■ Exercise details ■
Please reproduce the full set of data below exactly.

(Records to process begins)

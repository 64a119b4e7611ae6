// Copyright 2019-2026 ChainSafe Systems
// SPDX-License-Identifier: Apache-2.0, MIT

//! The `lily` command line: the daemon, local maintenance commands, and clients of a running
//! daemon's JSON-RPC endpoint.

mod subcommands;

use std::ffi::OsString;
use std::process::ExitCode;

use anyhow::Context as _;
use clap::Parser;
use jsonrpsee::core::ClientError;
use url::Url;

use self::subcommands::*;
use crate::cli_shared::cli::{CliOpts, Config};
use crate::cli_shared::{logger, read_config};
use crate::daemon::{self, DaemonOpts};
use crate::rpc::{self, ServerError};

/// Exit status of a command the caller got wrong: bad flags, bad config, unknown ids.
const USER_ERROR: u8 = 1;
/// Exit status of everything else.
const INTERNAL_ERROR: u8 = 2;

/// A mistake on the caller's side, reported with exit status 1.
#[derive(Debug, thiserror::Error)]
#[error("{0}")]
pub struct UsageError(pub String);

/// Filecoin chain indexer
#[derive(Parser)]
#[command(name = "lily", version, about)]
pub struct Cli {
    #[command(flatten)]
    pub opts: CliOpts,
    /// JSON-RPC endpoint of the lily daemon. Defaults to the `[api]` address of the configuration
    #[arg(long, global = true, env = "LILY_API")]
    pub api: Option<Url>,
    /// Token for the daemon's JSON-RPC endpoint
    #[arg(long, global = true, env = "LILY_API_TOKEN", hide_env_values = true)]
    pub api_token: Option<String>,
    #[command(subcommand)]
    pub cmd: Subcommand,
}

#[derive(clap::Subcommand)]
pub enum Subcommand {
    /// Start the indexer daemon
    Daemon(DaemonOpts),
    /// Create a repository with a default configuration
    Init(InitCommand),
    /// Inspect the configuration
    #[command(subcommand)]
    Config(ConfigCommands),
    /// Show or change the schema version of a Postgres storage
    Migrate(MigrateCommand),
    /// Submit and manage indexing jobs
    #[command(subcommand)]
    Job(JobCommands),
    /// Index a single tipset and wait for the result
    #[command(subcommand)]
    Index(IndexCommands),
    /// Find and fill unindexed heights
    #[command(subcommand)]
    Gap(GapCommands),
    /// Inspect the node's sync progress
    #[command(subcommand)]
    Sync(SyncCommands),
    /// Interact with the node's chain
    #[command(subcommand)]
    Chain(ChainCommands),
    /// Inspect the node's peer-to-peer network
    #[command(subcommand)]
    Net(NetCommands),
    /// Inspect and change daemon log levels
    #[command(subcommand)]
    Log(LogCommands),
    /// Stop the daemon
    Shutdown(ShutdownCommand),
}

pub async fn lily_main<A>(args: impl IntoIterator<Item = A>) -> ExitCode
where
    A: Into<OsString> + Clone,
{
    let cli = match Cli::try_parse_from(args) {
        Ok(cli) => cli,
        Err(e) => {
            let _ = e.print();
            // Help and version requests are not errors.
            return if e.exit_code() == 0 {
                ExitCode::SUCCESS
            } else {
                ExitCode::from(USER_ERROR)
            };
        }
    };
    match run(cli).await {
        Ok(()) => ExitCode::SUCCESS,
        Err(e) => {
            eprintln!("Error: {e:#}");
            ExitCode::from(exit_status(&e))
        }
    }
}

async fn run(cli: Cli) -> anyhow::Result<()> {
    let Cli {
        opts,
        api,
        api_token,
        cmd,
    } = cli;
    let repo = opts.repo_dir();
    let (config_path, config) = read_config(opts.config.as_ref(), &repo)
        .map_err(|e| UsageError(format!("{e:#}")))?;

    if !matches!(cmd, Subcommand::Daemon(_)) {
        logger::setup_minimal_logger();
    }
    let client = || daemon_client(api.as_ref(), api_token.as_deref(), &config);
    match cmd {
        Subcommand::Daemon(daemon_opts) => {
            daemon::start(&opts, &daemon_opts, config_path, config.clone()).await
        }
        Subcommand::Init(cmd) => cmd.run(&repo),
        Subcommand::Config(cmd) => cmd.run(&config, &mut std::io::stdout()),
        Subcommand::Migrate(cmd) => cmd.run(&config).await,
        Subcommand::Job(cmd) => cmd.run(client()?).await,
        Subcommand::Index(cmd) => cmd.run(client()?).await,
        Subcommand::Gap(cmd) => cmd.run(client()?).await,
        Subcommand::Sync(cmd) => cmd.run(client()?).await,
        Subcommand::Chain(cmd) => cmd.run(client()?).await,
        Subcommand::Net(cmd) => cmd.run(client()?).await,
        Subcommand::Log(cmd) => cmd.run(client()?).await,
        Subcommand::Shutdown(cmd) => cmd.run(client()?).await,
    }
}

/// Connects to `api`, or to the `[api]` address of the configuration.
fn daemon_client(
    api: Option<&Url>,
    token: Option<&str>,
    config: &Config,
) -> anyhow::Result<rpc::Client> {
    let url = match api {
        Some(url) => url.clone(),
        None => Url::parse(&format!("http://{}", config.api.address))
            .context("invalid [api] address")?,
    };
    rpc::Client::from_url(&url, token, config.node.timeout)
        .map_err(|e| UsageError(format!("invalid daemon endpoint {url}: {e}")).into())
}

/// Maps an error to the process exit status.
fn exit_status(e: &anyhow::Error) -> u8 {
    for cause in e.chain() {
        if cause.is::<UsageError>() {
            return USER_ERROR;
        }
        if let Some(ClientError::Call(obj)) = cause.downcast_ref::<ClientError>()
            && ServerError::is_user_error(obj.code())
        {
            return USER_ERROR;
        }
    }
    INTERNAL_ERROR
}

(Records to process ends)

■ Reply to the exercise ■
repository 64a119b4e7611ae6
// Copyright 2019-2026 ChainSafe Systems
// SPDX-License-Identifier: Apache-2.0, MIT

//! The `lily` command line: the daemon, local maintenance commands, and clients of a running
//! daemon's JSON-RPC endpoint.

mod subcommands;

use std::ffi::OsString;
use std::process::ExitCode;

use anyhow::Context as _;
use clap::Parser;
use jsonrpsee::core::ClientError;
use url::Url;

use self::subcommands::*;
use crate::cli_shared::cli::{CliOpts, Config};
use crate::cli_shared::{logger, read_config};
use crate::daemon::{self, DaemonOpts};
use crate::rpc::{self, ServerError};

/// Exit status of a command the caller got wrong: bad flags, bad config, unknown ids.
const USER_ERROR: u8 = 1;
/// Exit status of everything else.
const INTERNAL_ERROR: u8 = 2;

/// A mistake on the caller's side, reported with exit status 1.
#[derive(Debug, thiserror::Error)]
#[error("{0}")]
pub struct UsageError(pub String);

/// Filecoin chain indexer
#[derive(Parser)]
#[command(name = "lily", version, about)]
pub struct Cli {
    #[command(flatten)]
    pub opts: CliOpts,
    /// JSON-RPC endpoint of the lily daemon. Defaults to the `[api]` address of the configuration
    #[arg(long, global = true, env = "LILY_API")]
    pub api: Option<Url>,
    /// Token for the daemon's JSON-RPC endpoint
    #[arg(long, global = true, env = "LILY_API_TOKEN", hide_env_values = true)]
    pub api_token: Option<String>,
    #[command(subcommand)]
    pub cmd: Subcommand,
}

#[derive(clap::Subcommand)]
pub enum Subcommand {
    /// Start the indexer daemon
    Daemon(DaemonOpts),
    /// Create a repository with a default configuration
    Init(InitCommand),
    /// Inspect the configuration
    #[command(subcommand)]
    Config(ConfigCommands),
    /// Show or change the schema version of a Postgres storage
    Migrate(MigrateCommand),
    /// Submit and manage indexing jobs
    #[command(subcommand)]
    Job(JobCommands),
    /// Index a single tipset and wait for the result
    #[command(subcommand)]
    Index(IndexCommands),
    /// Find and fill unindexed heights
    #[command(subcommand)]
    Gap(GapCommands),
    /// Inspect the node's sync progress
    #[command(subcommand)]
    Sync(SyncCommands),
    /// Interact with the node's chain
    #[command(subcommand)]
    Chain(ChainCommands),
    /// Inspect the node's peer-to-peer network
    #[command(subcommand)]
    Net(NetCommands),
    /// Inspect and change daemon log levels
    #[command(subcommand)]
    Log(LogCommands),
    /// Stop the daemon
    Shutdown(ShutdownCommand),
}

pub async fn lily_main<A>(args: impl IntoIterator<Item = A>) -> ExitCode
where
    A: Into<OsString> + Clone,
{
    let cli = match Cli::try_parse_from(args) {
        Ok(cli) => cli,
        Err(e) => {
            let _ = e.print();
            // Help and version requests are not errors.
            return if e.exit_code() == 0 {
                ExitCode::SUCCESS
            } else {
                ExitCode::from(USER_ERROR)
            };
        }
    };
    match run(cli).await {
        Ok(()) => ExitCode::SUCCESS,
        Err(e) => {
            eprintln!("Error: {e:#}");
            ExitCode::from(exit_status(&e))
        }
    }
}

async fn run(cli: Cli) -> anyhow::Result<()> {
    let Cli {
        opts,
        api,
        api_token,
        cmd,
    } = cli;
    let repo = opts.repo_dir();
    let (config_path, config) = read_config(opts.config.as_ref(), &repo)
        .map_err(|e| UsageError(format!("{e:#}")))?;

    if !matches!(cmd, Subcommand::Daemon(_)) {
        logger::setup_minimal_logger();
    }
    let client = || daemon_client(api.as_ref(), api_token.as_deref(), &config);
    match cmd {
        Subcommand::Daemon(daemon_opts) => {
            daemon::start(&opts, &daemon_opts, config_path, config.clone()).await
        }
        Subcommand::Init(cmd) => cmd.run(&repo),
        Subcommand::Config(cmd) => cmd.run(&config, &mut std::io::stdout()),
        Subcommand::Migrate(cmd) => cmd.run(&config).await,
        Subcommand::Job(cmd) => cmd.run(client()?).await,
        Subcommand::Index(cmd) => cmd.run(client()?).await,
        Subcommand::Gap(cmd) => cmd.run(client()?).await,
        Subcommand::Sync(cmd) => cmd.run(client()?).await,
        Subcommand::Chain(cmd) => cmd.run(client()?).await,
        Subcommand::Net(cmd) => cmd.run(client()?).await,
        Subcommand::Log(cmd) => cmd.run(client()?).await,
        Subcommand::Shutdown(cmd) => cmd.run(client()?).await,
    }
}

/// Connects to `api`, or to the `[api]` address of the configuration.
fn daemon_client(
    api: Option<&Url>,
    token: Option<&str>,
    config: &Config,
) -> anyhow::Result<rpc::Client> {
    let url = match api {
        Some(url) => url.clone(),
        None => Url::parse(&format!("http://{}", config.api.address))
            .context("invalid [api] address")?,
    };
    rpc::Client::from_url(&url, token, config.node.timeout)
        .map_err(|e| UsageError(format!("invalid daemon endpoint {url}: {e}")).into())
}

/// Maps an error to the process exit status.
fn exit_status(e: &anyhow::Error) -> u8 {
    for cause in e.chain() {
        if cause.is::<UsageError>() {
            return USER_ERROR;
        }
        if let Some(ClientError::Call(obj)) = cause.downcast_ref::<ClientError>()
            && ServerError::is_user_error(obj.code())
        {
            return USER_ERROR;
        }
    }
    INTERNAL_ERROR
}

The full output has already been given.